Paul Mainwaring's picture

Technology moves on and very often we have no say in things, eg, vinyl/CD. The Internet will have an impact on an ever-increasing number of aspects of society, we just have to accept it and move on. There will be winners and losers. Record labels are some of the losers—such is life.

Earth Quake's picture

Include small posters and the words of the songs like records use to have and this will increase the want factor for youth!

ThinkBrown's picture

The idea of a "record label" has become obsolete with the invention of music downloads. A musician or band can sell their music online and keep ~70% of the revenue, compared to CD sales, in which an artist only makes ~10%. From a sales standpoint it makes sense to sell direct through iTunes or Amazon.

Mike Molinaro's picture

Develop real talent and sell it for a reasonable price in all formats.

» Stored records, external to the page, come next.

//! # `bnkrebuild`
//!
//! A pure-Rust library for rebuilding Wwise soundbank objects into playable
//! virtual playlists.
//!
//! Banks are consumed as generic node trees (produced by an external bank
//! parser, stored as JSON). Hierarchy objects (events, actions, containers,
//! sounds, music objects) are rebuilt into typed nodes once per stable id,
//! and rendering an event walks its object graph into a tree of layered,
//! random, sequence and single groups over media sources.
//!
//! ## Quick Start
//!
//! ### Generating Playlists
//!
//! ```no_run
//! use bnkrebuild::generator::{Generator, GeneratorOptions};
//! use bnkrebuild::tree::load_banks;
//!
//! let tree = load_banks(&["Init.json", "BGM.json"])?;
//! let report = Generator::new(&tree, GeneratorOptions::default()).run()?;
//!
//! for playlist in &report.playlists {
//!     println!("{} {:?}: {} sounds", playlist.name, playlist.sid, playlist.sounds().len());
//! }
//! # Ok::<(), bnkrebuild::Error>(())
//! ```
//!
//! ### Rendering One Event Under Fixed Game Syncs
//!
//! ```no_run
//! use bnkrebuild::prelude::*;
//!
//! let tree = load_banks(&["BGM.json"])?;
//! let mut session = Rebuilder::with_banks(&tree)?;
//!
//! let params = GameSyncParams::from_combo(&[GameSync::new(GameSyncType::State, 1234, 5678)]);
//! if let Some(event) = session.get_node_ref(1000) {
//!     let mut recorder = PlaylistRecorder::new(params);
//!     session.begin_render(&mut recorder, event.id())?;
//!     let (recording, _) = recorder.finish();
//!     println!("{}", recording.info.join("\n"));
//! }
//! # Ok::<(), bnkrebuild::Error>(())
//! ```
//!
//! ## Feature Flags
//!
//! - `cli` - Enables the `bnkrebuild` command-line binary

pub mod error;
pub mod generator;
pub mod index;
pub mod output;
pub mod rebuild;
pub mod tree;

// Re-exports for convenience
pub use error::{Error, Result};

/// Prelude module for common imports
pub mod prelude {
    pub use crate::error::{Error, Result};
    pub use crate::generator::{GenerationReport, Generator, GeneratorOptions, RootFailure};
    pub use crate::output::{
        GameSync, GameSyncParams, GameSyncType, GroupKind, PathCollector, PlaylistNode,
        PlaylistRecorder, PlaylistWriter, Recording,
    };
    pub use crate::rebuild::{Diagnostics, NodeConfig, NodeKind, Rebuilder, RebuiltNode, Sound};
    pub use crate::tree::{NodeId, NodeRef, NodeTree, RawNode, load_banks};
}

pub const VERSION: &str = env!("CARGO_PKG_VERSION");

// CLI module (feature-gated)
#[cfg(feature = "cli")]
pub mod cli;
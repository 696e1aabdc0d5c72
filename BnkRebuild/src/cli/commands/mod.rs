use clap::Subcommand;
use std::path::PathBuf;

use crate::output::GameSync;

pub mod inspect;
pub mod render;

#[derive(Subcommand)]
pub enum Commands {
    /// Render playlists for every event in the given banks
    Render {
        /// Bank files (JSON node trees)
        #[arg(required = true)]
        banks: Vec<PathBuf>,

        /// Generator options file (TOML)
        #[arg(short, long)]
        config: Option<PathBuf>,

        /// Fixed game sync, as type:group:value (repeatable)
        #[arg(short, long = "param")]
        params: Vec<GameSync>,

        /// Skip objects no event reaches
        #[arg(long)]
        no_unused: bool,

        /// Skip music switch transition segments
        #[arg(long)]
        no_transitions: bool,

        /// Skip stinger segments
        #[arg(long)]
        no_stingers: bool,

        /// Keep only the unresolved render of each root
        #[arg(long)]
        no_expand: bool,

        /// Render roots in parallel (skips unused and transitions)
        #[arg(long)]
        parallel: bool,

        /// Write the JSON report here instead of stdout
        #[arg(short, long)]
        output: Option<PathBuf>,
    },

    /// Show registered objects and the ones no event reaches
    Inspect {
        /// Bank files (JSON node trees)
        #[arg(required = true)]
        banks: Vec<PathBuf>,
    },
}

impl Commands {
    /// Execute the selected command.
    ///
    /// # Errors
    /// Returns an error if banks can't be loaded or the report can't be written.
    pub fn execute(&self) -> anyhow::Result<()> {
        match self {
            Commands::Render {
                banks,
                config,
                params,
                no_unused,
                no_transitions,
                no_stingers,
                no_expand,
                parallel,
                output,
            } => render::execute(
                banks,
                config.as_deref(),
                &render::Overrides {
                    params: params.clone(),
                    no_unused: *no_unused,
                    no_transitions: *no_transitions,
                    no_stingers: *no_stingers,
                    no_expand: *no_expand,
                    parallel: *parallel,
                },
                output.as_deref(),
            ),
            Commands::Inspect { banks } => inspect::execute(banks),
        }
    }
}
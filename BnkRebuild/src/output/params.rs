//! Game-sync assignments
//!
//! Game syncs are runtime variables (states and switches) set by the game.
//! A render context assigns one value per (type, group); an empty context
//! means "enumerate every alternative".

use std::fmt;
use std::str::FromStr;

use indexmap::IndexMap;
use serde::{Deserialize, Serialize};

/// Kind of game sync variable.
#[derive(Debug, Clone, Copy, PartialEq, Eq, Hash, PartialOrd, Ord, Serialize, Deserialize)]
#[serde(rename_all = "lowercase")]
pub enum GameSyncType {
    Switch,
    State,
}

impl GameSyncType {
    /// Map the bank's `eGroupType` value.
    #[must_use]
    pub fn from_raw(value: i64) -> Option<Self> {
        match value {
            0 => Some(GameSyncType::Switch),
            1 => Some(GameSyncType::State),
            _ => None,
        }
    }

    #[must_use]
    pub fn as_str(self) -> &'static str {
        match self {
            GameSyncType::Switch => "switch",
            GameSyncType::State => "state",
        }
    }
}

impl fmt::Display for GameSyncType {
    fn fmt(&self, f: &mut fmt::Formatter<'_>) -> fmt::Result {
        f.write_str(self.as_str())
    }
}

impl FromStr for GameSyncType {
    type Err = String;

    fn from_str(s: &str) -> Result<Self, Self::Err> {
        match s.to_ascii_lowercase().as_str() {
            "switch" | "0" => Ok(GameSyncType::Switch),
            "state" | "1" => Ok(GameSyncType::State),
            other => Err(format!("unknown game sync type '{other}'")),
        }
    }
}

/// One game sync assignment: group `group` of type `gtype` set to `value`.
#[derive(Debug, Clone, Copy, PartialEq, Eq, Hash, Serialize, Deserialize)]
pub struct GameSync {
    #[serde(rename = "type")]
    pub gtype: GameSyncType,
    pub group: u32,
    pub value: u32,
}

impl GameSync {
    #[must_use]
    pub fn new(gtype: GameSyncType, group: u32, value: u32) -> Self {
        Self {
            gtype,
            group,
            value,
        }
    }
}

impl fmt::Display for GameSync {
    fn fmt(&self, f: &mut fmt::Formatter<'_>) -> fmt::Result {
        write!(f, "{}:{}={}", self.gtype, self.group, self.value)
    }
}

/// Parses `type:group:value`, e.g. `switch:1234:5678`.
impl FromStr for GameSync {
    type Err = String;

    fn from_str(s: &str) -> Result<Self, Self::Err> {
        let parts: Vec<&str> = s.split(':').collect();
        let [gtype, group, value] = parts.as_slice() else {
            return Err(format!("expected type:group:value, got '{s}'"));
        };
        let group = group
            .parse()
            .map_err(|_| format!("invalid group id '{group}'"))?;
        let value = value
            .parse()
            .map_err(|_| format!("invalid value '{value}'"))?;
        Ok(GameSync::new(gtype.parse()?, group, value))
    }
}

/// Read-only view of the current game sync context.
#[derive(Debug, Clone, Default, PartialEq, Eq, Serialize, Deserialize)]
#[serde(from = "Vec<GameSync>", into = "Vec<GameSync>")]
pub struct GameSyncParams {
    values: IndexMap<(GameSyncType, u32), u32>,
}

impl GameSyncParams {
    /// Empty context (enumerate alternatives).
    #[must_use]
    pub fn new() -> Self {
        Self::default()
    }

    /// Context from a list of assignments; later entries override earlier ones.
    #[must_use]
    pub fn from_combo(combo: &[GameSync]) -> Self {
        let mut params = Self::new();
        for gs in combo {
            params.set(gs.gtype, gs.group, gs.value);
        }
        params
    }

    pub fn set(&mut self, gtype: GameSyncType, group: u32, value: u32) {
        self.values.insert((gtype, group), value);
    }

    /// Value assigned to a group, if any.
    pub fn value(&self, gtype: GameSyncType, group: u32) -> Option<u32> {
        self.values.get(&(gtype, group)).copied()
    }

    pub fn is_empty(&self) -> bool {
        self.values.is_empty()
    }

    pub fn len(&self) -> usize {
        self.values.len()
    }

    pub fn iter(&self) -> impl Iterator<Item = GameSync> + '_ {
        self.values
            .iter()
            .map(|(&(gtype, group), &value)| GameSync::new(gtype, group, value))
    }
}

impl From<Vec<GameSync>> for GameSyncParams {
    fn from(combo: Vec<GameSync>) -> Self {
        Self::from_combo(&combo)
    }
}

impl From<GameSyncParams> for Vec<GameSync> {
    fn from(params: GameSyncParams) -> Self {
        params.iter().collect()
    }
}

#[cfg(test)]
mod tests {
    use super::*;

    #[test]
    fn test_parse_game_sync() {
        let gs: GameSync = "switch:10:20".parse().unwrap();
        assert_eq!(gs, GameSync::new(GameSyncType::Switch, 10, 20));
        let gs: GameSync = "1:3:4".parse().unwrap();
        assert_eq!(gs.gtype, GameSyncType::State);

        assert!("switch:10".parse::<GameSync>().is_err());
        assert!("bus:1:2".parse::<GameSync>().is_err());
        assert!("state:x:2".parse::<GameSync>().is_err());
    }

    #[test]
    fn test_params_lookup_is_typed() {
        let params = GameSyncParams::from_combo(&[
            GameSync::new(GameSyncType::Switch, 10, 1),
            GameSync::new(GameSyncType::State, 10, 2),
        ]);
        assert_eq!(params.value(GameSyncType::Switch, 10), Some(1));
        assert_eq!(params.value(GameSyncType::State, 10), Some(2));
        assert_eq!(params.value(GameSyncType::State, 11), None);
        assert!(!params.is_empty());
    }

    #[test]
    fn test_params_serialize_as_list() {
        let params = GameSyncParams::from_combo(&[GameSync::new(GameSyncType::Switch, 1, 2)]);
        let json = serde_json::to_string(&params).unwrap();
        assert_eq!(json, r#"[{"type":"switch","group":1,"value":2}]"#);
        let back: GameSyncParams = serde_json::from_str(&json).unwrap();
        assert_eq!(back, params);
    }
}
// ==================== Music ====================

fn music_bank() -> NodeTree {
    bank(
        vec![
            event(50, &[51]),
            action("CAkActionPlay", 51, 40),
            music_switch(40, 400, &[(1, 41)], 42, (77, 43)),
            segment(41, &[44], None),
            segment(42, &[45], None),
            segment(43, &[46], None),
            track(44, 2044),
            track(45, 2045),
            track(46, 2046),
        ],
        &[],
    )
}

#[test]
fn test_transition_segment_is_not_marked_used() {
    let tree = music_bank();
    let mut session = Rebuilder::with_banks(&tree).unwrap();
    render(&mut session, 50, GameSyncParams::new());

    let transition = session.get_node_ref(42).unwrap().id();
    assert_eq!(session.transition_segments(), vec![transition]);
    assert!(!session.references().is_used(transition));

    let unused = session.unused_nodes(NodeKind::MusicSegment);
    assert!(unused.contains(&transition));
    assert!(!unused.contains(&session.get_node_ref(41).unwrap().id()));
}

#[test]
fn test_music_switch_announces_stingers() {
    let tree = music_bank();
    let mut session = Rebuilder::with_banks(&tree).unwrap();

    let (_, paths) = render(&mut session, 50, GameSyncParams::new());
    assert_eq!(paths.len(), 1);
    assert_eq!(paths.stingers().len(), 1);
    assert_eq!(paths.stingers()[0].trigger_id, 77);
    assert_eq!(paths.stingers()[0].segment_id, 43);
    assert_eq!(session.stingers_for(77).len(), 1);
}

#[test]
fn test_music_track_clip_timing() {
    let tree = music_bank();
    let mut session = Rebuilder::with_banks(&tree).unwrap();

    let params = GameSyncParams::from_combo(&[GameSync::new(GameSyncType::Switch, 400, 1)]);
    let (recording, _) = render(&mut session, 50, params);

    let sounds = recording.sounds();
    assert_eq!(sounds.len(), 1);
    assert_eq!(sounds[0].source_id(), Some(2044));
    assert_eq!(sounds[0].clip.map(|c| c.source_duration), Some(2000.0));
    // streamed, so not looked up
    assert_eq!(session.diagnostics().summary().missing_media, 0);
}

#[test]
fn test_subtrack_count_needs_clips() {
    init_tracing();
    let tree = bank(
        vec![track_lanes(1, 1001, 1, 50_000_000), track_lanes(2, 1002, 0, 2)],
        &[],
    );
    let mut session = Rebuilder::with_banks(&tree).unwrap();

    let err = render_err(&mut session, 1);
    assert!(matches!(err, Error::StructuralMismatch { sid: 1, .. }));
    let err = render_err(&mut session, 2);
    assert!(matches!(err, Error::StructuralMismatch { sid: 2, .. }));
}

#[test]
fn test_playlist_approximation_is_counted() {
    let tree = bank(
        vec![
            RawNode::object("CAkMusicRanSeqCntr")
                .with_child(RawNode::sid(60))
                .with_child(
                    RawNode::object("pPlayList").with_child(playlist_item(
                        0,
                        1,
                        vec![playlist_item(41, -1, vec![]), playlist_item(42, -1, vec![])],
                    )),
                ),
            segment(41, &[], None),
            segment(42, &[], None),
        ],
        &[],
    );
    let mut session = Rebuilder::with_banks(&tree).unwrap();

    let (recording, _) = render(&mut session, 60, GameSyncParams::new());
    render(&mut session, 60, GameSyncParams::new());

    let root = &recording.items[0];
    assert_eq!(root.kind(), Some(GroupKind::Single));
    let steps = &root.children()[0];
    assert_eq!(steps.kind(), Some(GroupKind::Random));
    assert_eq!(steps.children().len(), 2);
    assert_eq!(steps.config().loop_count, Some(1));

    // counted once per build, not per render
    assert_eq!(session.diagnostics().summary().approximations, 1);
}

#[test]
fn test_empty_playlist_group_keeps_its_mode() {
    let empty_group = RawNode::object("AkMusicRanSeqPlaylistItem")
        .with_child(RawNode::field("NumChildren", "u32", 0))
        .with_child(RawNode::field("eRSType", "u32", 3))
        .with_child(RawNode::field("Loop", "u16", 1))
        .with_child(RawNode::object("pPlayList"));
    let tree = bank(
        vec![
            RawNode::object("CAkMusicRanSeqCntr")
                .with_child(RawNode::sid(60))
                .with_child(
                    RawNode::object("pPlayList")
                        .with_child(empty_group)
                        .with_child(playlist_item(41, 0, vec![])),
                ),
            segment(41, &[], None),
        ],
        &[],
    );
    let mut session = Rebuilder::with_banks(&tree).unwrap();

    let (recording, _) = render(&mut session, 60, GameSyncParams::new());
    let items = recording.items[0].children();
    assert_eq!(items.len(), 2);
    assert_eq!(items[0].kind(), Some(GroupKind::Random));
    assert!(items[0].children().is_empty());
    // an item with a segment id and no sub-items plays the segment
    assert_eq!(items[1].kind(), Some(GroupKind::Single));
    assert_eq!(items[1].sounds().len(), 1);
}

// ==================== Generator ====================

#[test]
fn test_generator_renders_out_of_band_targets() {
    let tree = music_bank();
    let report = Generator::new(&tree, GeneratorOptions::default()).run().unwrap();

    assert!(!report.has_failures());
    assert_eq!(report.playlists_for(50).count(), 1);
    // transition segment rendered on its own
    assert_eq!(report.playlists_for(42).count(), 1);

    let stingers: Vec<&Recording> = report
        .playlists
        .iter()
        .filter(|r| r.stinger.is_some())
        .collect();
    assert_eq!(stingers.len(), 1);
    assert_eq!(stingers[0].sid, Some(77));
    assert_eq!(source_ids(stingers[0]), vec![2046]);

    // everything got reached by some pass
    assert!(!report.unused.contains_key(&NodeKind::MusicSegment));
}

#[test]
fn test_generator_isolates_failing_roots() {
    init_tracing();
    let tree = bank(
        vec![
            dialogue(70, 2, &[100], vec![leaf(1, 11)]),
            event(1, &[2]),
            action("CAkActionPlay", 2, 11),
            sound(11, 1011),
        ],
        &[1011],
    );
    let report = Generator::new(&tree, GeneratorOptions::default()).run().unwrap();

    assert_eq!(report.failures.len(), 1);
    assert_eq!(report.failures[0].sid, Some(70));
    assert_eq!(report.failures[0].failing_sid, Some(70));
    assert_eq!(report.playlists_for(1).count(), 1);
}

#[test]
fn test_generator_report_serializes() {
    let tree = music_bank();
    let report = Generator::new(&tree, GeneratorOptions::default()).run().unwrap();

    let json = serde_json::to_value(&report).unwrap();
    assert!(json["playlists"].as_array().is_some_and(|p| !p.is_empty()));
    assert_eq!(json["diagnostics"]["missing_nodes"], 0);
}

Grant in Toronto's picture

They need to support full-resolution digital downloads. And high-quality analog mastering of studio recordings. And issuing this stuff on LP.

Allan's picture

I buy more CDs than ever because I invested a few years ago in a nice system, at least by my standards. The reason is that CD is still better quality than is available from the major record label download services. I also have the freedom to choose the best codec that is compatible. I play everything from files I've ripped myself. Record labels need to offer DRM-free lossless downloads, save the money on the physical media, and accept that people who pirate can't be stopped—and remove the limitations and loss of quality for buying legitimate downloads. FLAC should be the standard.

Johannes Turunen, Sweden's picture

Lower prices would help.

RB's picture

It is unfortunate, but downloads and streaming seem to be here to stay; however, without a large financial backing there can be no marketing and no grand-scale stage performances. So go ahead and cut costs on engineering and studio-quality recordings—they're just going to get squashed into 128kbp anyway—and focus your energies more on the publicity and touring factors.

Nodaker's picture

Give the people what they want: good music at reasonable prices. And please stop compressing the sound for radio play. Newsflash: radio is dying too!

OvenMaster's picture

Stop selling garbage!

Mike Marston's picture

1) Return to creative artist development rather than demographic marketing. 2) Hard to believe I'm saying this in 2010, but embrace downloading, especially high-rez. 3) Add value to downloads. Band related paraphernalia, ticket lotteries, etc.

Nathan's picture

Are the records labels really in trouble? The good ones? Smaller and mid-sized labels are doing a great job keeping vinyl going, with free MP3 downloads to boot. The major companies produce dreck, and the sooner they disappear the better. I'm more worried about the record stores surviving.

Harold's picture

What they should have done a long long time ago—cut the cost of a CD by 2/3. When they came out in 1983, they were touted as a very cheap disc that could be sold for a song yet give a profit. The record companies got greedy and eventually consumers got options that didn't bode well for the companies. Do what Best Buy found out in the '80s, sell cheaper and make it up on volume. We all know how cheap it is to burn a CD vs vinyl or tape, so do it. While at it, not just CDs, maybe high-rez on disc as well? They could sell data discs for transfer to your device. Downloads are great but I also like a physical backup—that's a good in for them. Low price and an impulse buy while at Wallie World might be just the thing.

Humberto's picture

Lower prices on physical media, and even lower prices in digital downloads. I would love that they also did all of their releases in high-resolution (even if they're only available in digital downloads).